Brief: Word for word, return every record that follows.
▬▬▬▬▬▬▬▬▬▬
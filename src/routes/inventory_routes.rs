use axum::{
    extract::{Path, Query, State},
    routing::get,
    Json, Router,
};

use crate::controllers::InventoryController;
use crate::dto::inventory_dto::{InventoryItems, InventoryQueryParams, LimitParams, SearchParams};
use crate::dto::ApiEnvelope;
use crate::models::{InventoryMetadata, Vehicle, VehicleWithImages};
use crate::state::AppState;
use crate::utils::errors::AppError;

pub fn create_inventory_router() -> Router<AppState> {
    Router::new()
        .route("/api/v1/inventory", get(list_inventory))
        .route("/api/v1/inventory/metadata", get(inventory_metadata))
        .route("/api/v1/inventory/search", get(search_inventory))
        .route("/api/v1/inventory/:stocknum", get(get_vehicle))
        .route(
            "/api/v1/inventory/:stocknum/recommendations",
            get(recommendations),
        )
}

async fn list_inventory(
    State(state): State<AppState>,
    Query(params): Query<InventoryQueryParams>,
) -> Result<Json<ApiEnvelope<InventoryItems>>, AppError> {
    let controller = InventoryController::new(&state);
    Ok(Json(controller.list(&params).await?))
}

async fn inventory_metadata(
    State(state): State<AppState>,
) -> Result<Json<ApiEnvelope<InventoryMetadata>>, AppError> {
    let controller = InventoryController::new(&state);
    Ok(Json(controller.metadata().await?))
}

async fn search_inventory(
    State(state): State<AppState>,
    Query(params): Query<SearchParams>,
) -> Result<Json<ApiEnvelope<Vec<Vehicle>>>, AppError> {
    let controller = InventoryController::new(&state);
    Ok(Json(controller.search(&params).await?))
}

async fn get_vehicle(
    State(state): State<AppState>,
    Path(stocknum): Path<String>,
) -> Result<Json<ApiEnvelope<VehicleWithImages>>, AppError> {
    let controller = InventoryController::new(&state);
    Ok(Json(controller.item(&stocknum).await?))
}

async fn recommendations(
    State(state): State<AppState>,
    Path(stocknum): Path<String>,
    Query(params): Query<LimitParams>,
) -> Result<Json<ApiEnvelope<Vec<Vehicle>>>, AppError> {
    let controller = InventoryController::new(&state);
    Ok(Json(controller.recommendations(&stocknum, &params).await?))
}
//! Storage REST client
//!
//! Lists objects under a prefix and resolves token-based download URLs from
//! object metadata, the same URLs the web console hands out.

use async_trait::async_trait;
use reqwest::Client;
use serde::Deserialize;

use super::{BlobStore, ClientError, ClientResult, StoredObject};
use crate::config::StorageConfig;

#[derive(Debug, Deserialize)]
struct ListResponse {
    #[serde(default)]
    items: Vec<ListItem>,
}

#[derive(Debug, Deserialize)]
struct ListItem {
    name: String,
}

#[derive(Debug, Deserialize)]
struct ObjectMetadata {
    #[serde(rename = "downloadTokens")]
    download_tokens: Option<String>,
}

pub struct FirebaseStorageClient {
    client: Client,
    base_url: String,
    bucket: String,
}

impl FirebaseStorageClient {
    pub fn new(config: &StorageConfig) -> ClientResult<Self> {
        let client = Client::builder()
            .timeout(config.request_timeout)
            .build()?;

        Ok(Self {
            client,
            base_url: config.base_url.clone(),
            bucket: config.bucket.clone(),
        })
    }

    fn objects_url(&self) -> String {
        format!("{}/v0/b/{}/o", self.base_url, self.bucket)
    }

    fn object_url(&self, full_path: &str) -> String {
        format!("{}/{}", self.objects_url(), urlencoding::encode(full_path))
    }
}

#[async_trait]
impl BlobStore for FirebaseStorageClient {
    async fn list(&self, prefix: &str, max_results: usize) -> ClientResult<Vec<StoredObject>> {
        let url = self.objects_url();
        log::debug!("🖼️ Listing {} in bucket {}", prefix, self.bucket);

        let response = self
            .client
            .get(&url)
            .query(&[
                ("prefix", prefix.to_string()),
                ("delimiter", "/".to_string()),
                ("maxResults", max_results.to_string()),
            ])
            .send()
            .await?;

        let status = response.status();
        if !status.is_success() {
            return Err(ClientError::Status {
                status: status.as_u16(),
                url,
            });
        }

        let listing: ListResponse = response.json().await?;
        Ok(listing
            .items
            .into_iter()
            .take(max_results)
            .map(|item| StoredObject::new(item.name))
            .collect())
    }

    async fn download_url(&self, object: &StoredObject) -> ClientResult<String> {
        let url = self.object_url(&object.full_path);

        let response = self.client.get(&url).send().await?;
        let status = response.status();
        if !status.is_success() {
            return Err(ClientError::Status {
                status: status.as_u16(),
                url,
            });
        }

        let metadata: ObjectMetadata = response.json().await?;
        let token = metadata
            .download_tokens
            .as_deref()
            .and_then(|tokens| tokens.split(',').next())
            .filter(|t| !t.is_empty())
            .ok_or_else(|| ClientError::MissingToken(object.full_path.clone()))?;

        Ok(format!("{}?alt=media&token={}", url, token))
    }
}
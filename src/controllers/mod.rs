pub mod feed_controller;
pub mod inventory_controller;
pub mod lead_controller;

pub use feed_controller::FeedController;
pub use inventory_controller::InventoryController;
pub use lead_controller::LeadController;
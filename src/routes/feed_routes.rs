use axum::{
    extract::State,
    http::header::CONTENT_TYPE,
    response::IntoResponse,
    routing::get,
    Router,
};

use crate::controllers::FeedController;
use crate::state::AppState;
use crate::utils::errors::AppError;

pub fn create_feed_router() -> Router<AppState> {
    Router::new().route("/api/v1/feed.csv", get(inventory_feed))
}

async fn inventory_feed(State(state): State<AppState>) -> Result<impl IntoResponse, AppError> {
    let controller = FeedController::new(&state);
    let csv = controller.render().await?;
    Ok(([(CONTENT_TYPE, "text/csv; charset=utf-8")], csv))
}
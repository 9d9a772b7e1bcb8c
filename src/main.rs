use std::sync::Arc;

use anyhow::Result;
use dotenvy::dotenv;
use tracing::{info, warn};
use tracing_subscriber::EnvFilter;

use dealership_inventory::cache::RedisClient;
use dealership_inventory::clients::{FirebaseDatabaseClient, FirebaseStorageClient};
use dealership_inventory::config::EnvironmentConfig;
use dealership_inventory::services::SmtpMailer;
use dealership_inventory::state::AppState;

#[tokio::main]
async fn main() -> Result<()> {
    // Cargar variables de entorno
    dotenv().ok();

    tracing_subscriber::fmt()
        .with_env_filter(
            EnvFilter::try_from_default_env().unwrap_or_else(|_| EnvFilter::new("info")),
        )
        .init();

    info!("🚗 Dealership Inventory API");
    info!("================================================");

    let config = EnvironmentConfig::from_env()?;
    info!("✅ Configuración cargada ({})", config.environment);

    let records = FirebaseDatabaseClient::new(&config.database)?;
    let blobs = FirebaseStorageClient::new(&config.storage)?;
    let mailer = SmtpMailer::new(&config.mail, config.dealership.clone())?;

    let cache = match RedisClient::connect(&config.cache).await {
        Ok(cache) => cache,
        Err(e) => {
            warn!("⚠️ Redis no disponible, continuando sin cache: {}", e);
            None
        }
    };

    let state = AppState::new(
        config,
        Arc::new(records),
        Arc::new(blobs),
        Arc::new(mailer),
        cache,
    );

    dealership_inventory::start_server(state).await
}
▬▬▬▬▬▬▬▬▬▬
Output below:
filename src/routes/inventory_routes.rs
use axum::{
    extract::{Path, Query, State},
    routing::get,
    Json, Router,
};

use crate::controllers::InventoryController;
use crate::dto::inventory_dto::{InventoryItems, InventoryQueryParams, LimitParams, SearchParams};
use crate::dto::ApiEnvelope;
use crate::models::{InventoryMetadata, Vehicle, VehicleWithImages};
use crate::state::AppState;
use crate::utils::errors::AppError;

pub fn create_inventory_router() -> Router<AppState> {
    Router::new()
        .route("/api/v1/inventory", get(list_inventory))
        .route("/api/v1/inventory/metadata", get(inventory_metadata))
        .route("/api/v1/inventory/search", get(search_inventory))
        .route("/api/v1/inventory/:stocknum", get(get_vehicle))
        .route(
            "/api/v1/inventory/:stocknum/recommendations",
            get(recommendations),
        )
}

async fn list_inventory(
    State(state): State<AppState>,
    Query(params): Query<InventoryQueryParams>,
) -> Result<Json<ApiEnvelope<InventoryItems>>, AppError> {
    let controller = InventoryController::new(&state);
    Ok(Json(controller.list(&params).await?))
}

async fn inventory_metadata(
    State(state): State<AppState>,
) -> Result<Json<ApiEnvelope<InventoryMetadata>>, AppError> {
    let controller = InventoryController::new(&state);
    Ok(Json(controller.metadata().await?))
}

async fn search_inventory(
    State(state): State<AppState>,
    Query(params): Query<SearchParams>,
) -> Result<Json<ApiEnvelope<Vec<Vehicle>>>, AppError> {
    let controller = InventoryController::new(&state);
    Ok(Json(controller.search(&params).await?))
}

async fn get_vehicle(
    State(state): State<AppState>,
    Path(stocknum): Path<String>,
) -> Result<Json<ApiEnvelope<VehicleWithImages>>, AppError> {
    let controller = InventoryController::new(&state);
    Ok(Json(controller.item(&stocknum).await?))
}

async fn recommendations(
    State(state): State<AppState>,
    Path(stocknum): Path<String>,
    Query(params): Query<LimitParams>,
) -> Result<Json<ApiEnvelope<Vec<Vehicle>>>, AppError> {
    let controller = InventoryController::new(&state);
    Ok(Json(controller.recommendations(&stocknum, &params).await?))
}
//! Storage REST client
//!
//! Lists objects under a prefix and resolves token-based download URLs from
//! object metadata, the same URLs the web console hands out.

use async_trait::async_trait;
use reqwest::Client;
use serde::Deserialize;

use super::{BlobStore, ClientError, ClientResult, StoredObject};
use crate::config::StorageConfig;

#[derive(Debug, Deserialize)]
struct ListResponse {
    #[serde(default)]
    items: Vec<ListItem>,
}

#[derive(Debug, Deserialize)]
struct ListItem {
    name: String,
}

#[derive(Debug, Deserialize)]
struct ObjectMetadata {
    #[serde(rename = "downloadTokens")]
    download_tokens: Option<String>,
}

pub struct FirebaseStorageClient {
    client: Client,
    base_url: String,
    bucket: String,
}

impl FirebaseStorageClient {
    pub fn new(config: &StorageConfig) -> ClientResult<Self> {
        let client = Client::builder()
            .timeout(config.request_timeout)
            .build()?;

        Ok(Self {
            client,
            base_url: config.base_url.clone(),
            bucket: config.bucket.clone(),
        })
    }

    fn objects_url(&self) -> String {
        format!("{}/v0/b/{}/o", self.base_url, self.bucket)
    }

    fn object_url(&self, full_path: &str) -> String {
        format!("{}/{}", self.objects_url(), urlencoding::encode(full_path))
    }
}

#[async_trait]
impl BlobStore for FirebaseStorageClient {
    async fn list(&self, prefix: &str, max_results: usize) -> ClientResult<Vec<StoredObject>> {
        let url = self.objects_url();
        log::debug!("🖼️ Listing {} in bucket {}", prefix, self.bucket);

        let response = self
            .client
            .get(&url)
            .query(&[
                ("prefix", prefix.to_string()),
                ("delimiter", "/".to_string()),
                ("maxResults", max_results.to_string()),
            ])
            .send()
            .await?;

        let status = response.status();
        if !status.is_success() {
            return Err(ClientError::Status {
                status: status.as_u16(),
                url,
            });
        }

        let listing: ListResponse = response.json().await?;
        Ok(listing
            .items
            .into_iter()
            .take(max_results)
            .map(|item| StoredObject::new(item.name))
            .collect())
    }

    async fn download_url(&self, object: &StoredObject) -> ClientResult<String> {
        let url = self.object_url(&object.full_path);

        let response = self.client.get(&url).send().await?;
        let status = response.status();
        if !status.is_success() {
            return Err(ClientError::Status {
                status: status.as_u16(),
                url,
            });
        }

        let metadata: ObjectMetadata = response.json().await?;
        let token = metadata
            .download_tokens
            .as_deref()
            .and_then(|tokens| tokens.split(',').next())
            .filter(|t| !t.is_empty())
            .ok_or_else(|| ClientError::MissingToken(object.full_path.clone()))?;

        Ok(format!("{}?alt=media&token={}", url, token))
    }
}
filename src/controllers/mod.rs
pub mod feed_controller;
pub mod inventory_controller;
pub mod lead_controller;

pub use feed_controller::FeedController;
pub use inventory_controller::InventoryController;
pub use lead_controller::LeadController;
filename src/routes/feed_routes.rs
use axum::{
    extract::State,
    http::header::CONTENT_TYPE,
    response::IntoResponse,
    routing::get,
    Router,
};

use crate::controllers::FeedController;
use crate::state::AppState;
use crate::utils::errors::AppError;

pub fn create_feed_router() -> Router<AppState> {
    Router::new().route("/api/v1/feed.csv", get(inventory_feed))
}

async fn inventory_feed(State(state): State<AppState>) -> Result<impl IntoResponse, AppError> {
    let controller = FeedController::new(&state);
    let csv = controller.render().await?;
    Ok(([(CONTENT_TYPE, "text/csv; charset=utf-8")], csv))
}
repository 9d9a772b7e1bcb8c
filename src/main.rs
use std::sync::Arc;

use anyhow::Result;
use dotenvy::dotenv;
use tracing::{info, warn};
use tracing_subscriber::EnvFilter;

use dealership_inventory::cache::RedisClient;
use dealership_inventory::clients::{FirebaseDatabaseClient, FirebaseStorageClient};
use dealership_inventory::config::EnvironmentConfig;
use dealership_inventory::services::SmtpMailer;
use dealership_inventory::state::AppState;

#[tokio::main]
async fn main() -> Result<()> {
    // Cargar variables de entorno
    dotenv().ok();

    tracing_subscriber::fmt()
        .with_env_filter(
            EnvFilter::try_from_default_env().unwrap_or_else(|_| EnvFilter::new("info")),
        )
        .init();

    info!("🚗 Dealership Inventory API");
    info!("================================================");

    let config = EnvironmentConfig::from_env()?;
    info!("✅ Configuración cargada ({})", config.environment);

    let records = FirebaseDatabaseClient::new(&config.database)?;
    let blobs = FirebaseStorageClient::new(&config.storage)?;
    let mailer = SmtpMailer::new(&config.mail, config.dealership.clone())?;

    let cache = match RedisClient::connect(&config.cache).await {
        Ok(cache) => cache,
        Err(e) => {
            warn!("⚠️ Redis no disponible, continuando sin cache: {}", e);
            None
        }
    };

    let state = AppState::new(
        config,
        Arc::new(records),
        Arc::new(blobs),
        Arc::new(mailer),
        cache,
    );

    dealership_inventory::start_server(state).await
}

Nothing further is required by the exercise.